Membership was not open to all, and was largely restricted to the upper middle class. Members had to be over 16 years old (from 1901, 18 years old) and nominated by another member, after which they were admitted following a ballot. Members included Helena Mercier, as well as Henriëtte van der Meij, editor of the feminist publication, Belang en Recht, and Jeltje de Bosch Kemper, another leading feminist. The suffragist, Aletta Jacobs, declined to join because the Leesmuseum had no medical books. She was eventually permitted to become the only women to join the original, male-dominated reading museum, although this caused some problems. The men feared complaints from their wives if they knew that they were spending leisure hours in the company of another woman. In fact, Jacobs received critical letters from some of the wives. Some of the members of the Leesmuseum voor Vrouwen were also criticised, for "neglecting their families".

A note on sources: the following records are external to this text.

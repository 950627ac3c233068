//! Core data models for the fleet simulation.

use chrono::{DateTime, Utc};
use serde::{Deserialize, Serialize, Serializer};
use std::collections::BTreeMap;

/// Airframe class of a simulated vehicle.
#[derive(Debug, Clone, Copy, PartialEq, Eq, Hash, Serialize, Deserialize)]
#[serde(rename_all = "snake_case")]
pub enum VehicleClass {
    /// Multirotor; battery only
    RotaryWing,
    /// Fixed-wing; battery plus fuel
    FixedWing,
}

impl VehicleClass {
    /// Inclusive range of waypoints in a generated mission.
    pub fn waypoint_count_range(self) -> (usize, usize) {
        match self {
            VehicleClass::RotaryWing => (4, 8),
            VehicleClass::FixedWing => (6, 12),
        }
    }

    /// Maximum distance of a generated waypoint from home.
    pub fn mission_radius_m(self) -> f64 {
        match self {
            VehicleClass::RotaryWing => 2_000.0,
            VehicleClass::FixedWing => 10_000.0,
        }
    }

    /// Fraction of max speed flown while transiting.
    pub fn cruise_speed_factor(self) -> f64 {
        match self {
            VehicleClass::RotaryWing => 0.8,
            VehicleClass::FixedWing => 0.9,
        }
    }

    pub fn tracks_fuel(self) -> bool {
        matches!(self, VehicleClass::FixedWing)
    }
}

/// Mission state of a vehicle.
#[derive(Debug, Clone, Copy, Default, PartialEq, Eq, PartialOrd, Ord, Hash, Serialize, Deserialize)]
#[serde(rename_all = "snake_case")]
pub enum MissionState {
    /// On the ground or parked at home
    #[default]
    Idle,
    /// Flying toward the next waypoint
    EnRoute,
    /// Holding a circular pattern
    Loitering,
    /// Mission complete, heading home
    Returning,
    /// Commanded return to base
    Rtb,
    /// Energy exhausted or killed; sticky
    Emergency,
    /// Frozen by operator command
    Paused,
}

/// Energy-margin indicator.
#[derive(Debug, Clone, Copy, Default, PartialEq, Eq, Serialize, Deserialize)]
#[serde(rename_all = "lowercase")]
pub enum ThreatLevel {
    #[default]
    Green,
    Yellow,
    Red,
}

#[derive(Debug, Clone, Copy, PartialEq, Eq, Serialize, Deserialize)]
#[serde(rename_all = "lowercase")]
pub enum PayloadStatus {
    Armed,
    Surveillance,
}

#[derive(Debug, Clone, Copy, PartialEq, Eq, Serialize, Deserialize)]
#[serde(rename_all = "lowercase")]
pub enum CommsStatus {
    Encrypted,
}

/// Availability of an onboard sensor.
#[derive(Debug, Clone, Copy, PartialEq, Eq, Serialize, Deserialize)]
pub enum SensorState {
    #[serde(rename = "active")]
    Active,
    #[serde(rename = "n/a")]
    NotAvailable,
}

/// A mission waypoint. Immutable once generated.
#[derive(Debug, Clone, Copy, PartialEq, Serialize, Deserialize)]
pub struct Waypoint {
    pub lat: f64,
    pub lon: f64,
    pub altitude_m: f64,
}

impl Waypoint {
    pub fn new(lat: f64, lon: f64, altitude_m: f64) -> Self {
        Self { lat, lon, altitude_m }
    }
}

/// Point-in-time view of a vehicle, handed to observers.
///
/// Values keep full precision in memory; rounding is applied only when
/// the snapshot is serialized.
#[derive(Debug, Clone, Serialize, Deserialize)]
pub struct VehicleSnapshot {
    pub id: String,
    pub class: VehicleClass,
    pub model: String,
    #[serde(serialize_with = "round_6dp")]
    pub lat: f64,
    #[serde(serialize_with = "round_6dp")]
    pub lon: f64,
    #[serde(rename = "altitude", serialize_with = "round_1dp")]
    pub altitude_m: f64,
    #[serde(rename = "speed", serialize_with = "round_1dp")]
    pub speed_mps: f64,
    #[serde(rename = "heading", serialize_with = "round_1dp")]
    pub heading_deg: f64,
    #[serde(rename = "battery", serialize_with = "round_1dp")]
    pub battery_pct: f64,
    /// Absent for rotary-wing vehicles
    #[serde(rename = "fuel", serialize_with = "round_opt_1dp")]
    pub fuel_pct: Option<f64>,
    pub mission_state: MissionState,
    pub paused: bool,
    pub payload_status: PayloadStatus,
    pub communication_status: CommsStatus,
    pub threat_level: ThreatLevel,
    pub last_contact: DateTime<Utc>,
    pub sensors: BTreeMap<String, SensorState>,
    pub home_lat: f64,
    pub home_lon: f64,
    /// Most recent positions as [lat, lon], oldest first
    pub trail: Vec<[f64; 2]>,
    pub waypoints: Vec<Waypoint>,
    pub current_waypoint: usize,
}

fn round_to(value: f64, places: i32) -> f64 {
    let factor = 10f64.powi(places);
    (value * factor).round() / factor
}

fn round_6dp<S: Serializer>(value: &f64, serializer: S) -> Result<S::Ok, S::Error> {
    serializer.serialize_f64(round_to(*value, 6))
}

fn round_1dp<S: Serializer>(value: &f64, serializer: S) -> Result<S::Ok, S::Error> {
    serializer.serialize_f64(round_to(*value, 1))
}

fn round_opt_1dp<S: Serializer>(value: &Option<f64>, serializer: S) -> Result<S::Ok, S::Error> {
    match value {
        Some(v) => serializer.serialize_some(&round_to(*v, 1)),
        None => serializer.serialize_none(),
    }
}

// ========== ALERTS ==========

#[derive(Debug, Clone, Copy, PartialEq, Eq, Serialize, Deserialize)]
#[serde(rename_all = "snake_case")]
pub enum AlertKind {
    GeofenceViolation,
    LowBattery,
}

#[derive(Debug, Clone, Copy, PartialEq, Eq, PartialOrd, Ord, Serialize, Deserialize)]
#[serde(rename_all = "lowercase")]
pub enum AlertSeverity {
    Medium,
    High,
}

/// Transient alert raised for a single tick.
#[derive(Debug, Clone, Serialize, Deserialize)]
pub struct Alert {
    pub kind: AlertKind,
    pub vehicle_id: String,
    pub message: String,
    pub severity: AlertSeverity,
    pub timestamp: DateTime<Utc>,
}

// ========== GEOFENCE MODELS ==========

/// A named polygon of restricted airspace.
#[derive(Debug, Clone, Serialize, Deserialize)]
pub struct Geofence {
    pub id: String,
    pub name: String,
    /// Polygon vertices as [lat, lon] pairs; the ring closes implicitly
    pub polygon: Vec<[f64; 2]>,
    /// Display color for map clients
    pub color: String,
    /// Whether the geofence is currently enforced
    pub active: bool,
    pub created_at: DateTime<Utc>,
}

impl Geofence {
    /// Check if a point is inside this geofence's polygon.
    ///
    /// Even-odd ray casting along a line of constant latitude. A horizontal
    /// edge skips the crossing computation and falls through to the
    /// comparison against the last crossing computed for an earlier edge;
    /// its latitude band is empty, so in practice it never toggles.
    pub fn contains_point(&self, lat: f64, lon: f64) -> bool {
        let n = self.polygon.len();
        if n < 3 {
            return false;
        }

        let (x, y) = (lon, lat);
        let mut inside = false;
        let mut xinters: Option<f64> = None;

        let [mut p1y, mut p1x] = self.polygon[0];
        for i in 1..=n {
            let [p2y, p2x] = self.polygon[i % n];
            if y > p1y.min(p2y) && y <= p1y.max(p2y) && x <= p1x.max(p2x) {
                if p1y != p2y {
                    xinters = Some((y - p1y) * (p2x - p1x) / (p2y - p1y) + p1x);
                }
                if p1x == p2x || xinters.is_some_and(|crossing| x <= crossing) {
                    inside = !inside;
                }
            }
            p1y = p2y;
            p1x = p2x;
        }

        inside
    }
}

#[cfg(test)]
mod tests {
    use super::*;

    fn fence(polygon: Vec<[f64; 2]>) -> Geofence {
        Geofence {
            id: "NFZ-TEST".to_string(),
            name: "Test".to_string(),
            polygon,
            color: "red".to_string(),
            active: true,
            created_at: Utc::now(),
        }
    }

    #[test]
    fn square_contains_center_not_outside() {
        let square = fence(vec![[0.0, 0.0], [0.0, 10.0], [10.0, 10.0], [10.0, 0.0]]);
        assert!(square.contains_point(5.0, 5.0));
        assert!(!square.contains_point(20.0, 20.0));
        assert!(!square.contains_point(5.0, -1.0));
        assert!(!square.contains_point(-1.0, 5.0));
    }

    #[test]
    fn horizontal_edges_never_toggle() {
        // Points exactly on the latitude of a horizontal edge, to the west of
        // the polygon, must not be counted as inside.
        let square = fence(vec![[0.0, 0.0], [0.0, 10.0], [10.0, 10.0], [10.0, 0.0]]);
        assert!(!square.contains_point(0.0, -5.0));
        // The top edge is part of the half-open latitude band of the sides.
        assert!(square.contains_point(10.0, 5.0));
        // The bottom edge is not.
        assert!(!square.contains_point(0.0, 5.0));
    }

    #[test]
    fn concave_polygon_notch_is_outside() {
        // U-shape opening to the north
        let u_shape = fence(vec![
            [0.0, 0.0],
            [10.0, 0.0],
            [10.0, 3.0],
            [3.0, 3.0],
            [3.0, 7.0],
            [10.0, 7.0],
            [10.0, 10.0],
            [0.0, 10.0],
        ]);
        assert!(u_shape.contains_point(5.0, 1.5));
        assert!(u_shape.contains_point(5.0, 8.5));
        assert!(!u_shape.contains_point(5.0, 5.0));
        assert!(u_shape.contains_point(1.5, 5.0));
    }

    #[test]
    fn degenerate_polygon_contains_nothing() {
        let line = fence(vec![[0.0, 0.0], [10.0, 10.0]]);
        assert!(!line.contains_point(5.0, 5.0));
    }

    #[test]
    fn snapshot_serialization_rounds_values() {
        let snapshot = VehicleSnapshot {
            id: "RAVEN-03".to_string(),
            class: VehicleClass::RotaryWing,
            model: "RQ-11 Raven".to_string(),
            lat: 12.842_012_345,
            lon: 80.150_598_765,
            altitude_m: 123.456,
            speed_mps: 21.04,
            heading_deg: 359.96,
            battery_pct: 87.25,
            fuel_pct: None,
            mission_state: MissionState::EnRoute,
            paused: false,
            payload_status: PayloadStatus::Surveillance,
            communication_status: CommsStatus::Encrypted,
            threat_level: ThreatLevel::Green,
            last_contact: Utc::now(),
            sensors: BTreeMap::from([("lidar".to_string(), SensorState::Active)]),
            home_lat: 12.842,
            home_lon: 80.1505,
            trail: vec![[12.842, 80.1505]],
            waypoints: Vec::new(),
            current_waypoint: 0,
        };

        let json = serde_json::to_value(&snapshot).unwrap();
        assert_eq!(json["lat"], serde_json::json!(12.842012));
        assert_eq!(json["lon"], serde_json::json!(80.150599));
        assert_eq!(json["altitude"], serde_json::json!(123.5));
        assert_eq!(json["speed"], serde_json::json!(21.0));
        assert_eq!(json["heading"], serde_json::json!(360.0));
        assert_eq!(json["battery"], serde_json::json!(87.3));
        assert!(json["fuel"].is_null());
        assert!(json.get("fuel").is_some());
        for internal in ["altitude_m", "speed_mps", "heading_deg", "battery_pct", "fuel_pct"] {
            assert!(json.get(internal).is_none(), "unexpected key {internal}");
        }
        assert_eq!(json["mission_state"], "en_route");
        assert_eq!(json["class"], "rotary_wing");
        assert_eq!(json["sensors"]["lidar"], "active");
        // In-memory value keeps full precision
        assert!((snapshot.lat - 12.842_012_345).abs() < 1e-12);
    }
}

The Leesmuseum did not initially function as a lending library, it being intended that the women would read the books and magazines on the premises. Every opportunity was given to reading in the library: the library was open almost every day (including Sunday) from 10.00 to 22.00. There were books in English, French and German and, later, Norwegian and Italian, as well as Dutch. In addition to novels and classical literature, the Leesmuseum also offered newspapers, popular science books and magazines. There was regular debate about whether to buy certain books, for example the work of Émile Zola, and about which magazines to subscribe to. Occasionally, a catalogue of the library's contents was prepared and printed for the members to buy and take home.

The First World War and its aftermath left their mark on the Leesmuseum, as did the collapse of the women's movement after obtaining the right to vote in 1919. The number of members fell sharply and the large house on Herengracht became too expensive. The library moved to P.C. Hooftstraat 148. A board member and a wealthy artist, Riet van Blaaderen-Hoogendijk, bought the house and rented it to the library. From the 1930s men were permitted to join, although few did. The library survived Nazi occupation of the Netherlands, although many non-Dutch books had to be hidden. In 1952, a children's corner was introduced. However, membership declined and the Leesmuseum was forced to close in 1966.

After its closure, the books and periodicals were shared between the library of the University of Amsterdam and public library reading rooms. Other documentation, consisting of handwritten board minutes, annual reports, minutes of annual general meetings, some official documents, such as statutes, rental and employment contracts, catalogues and newspaper and magazine clippings, went to the Amsterdam City Archives.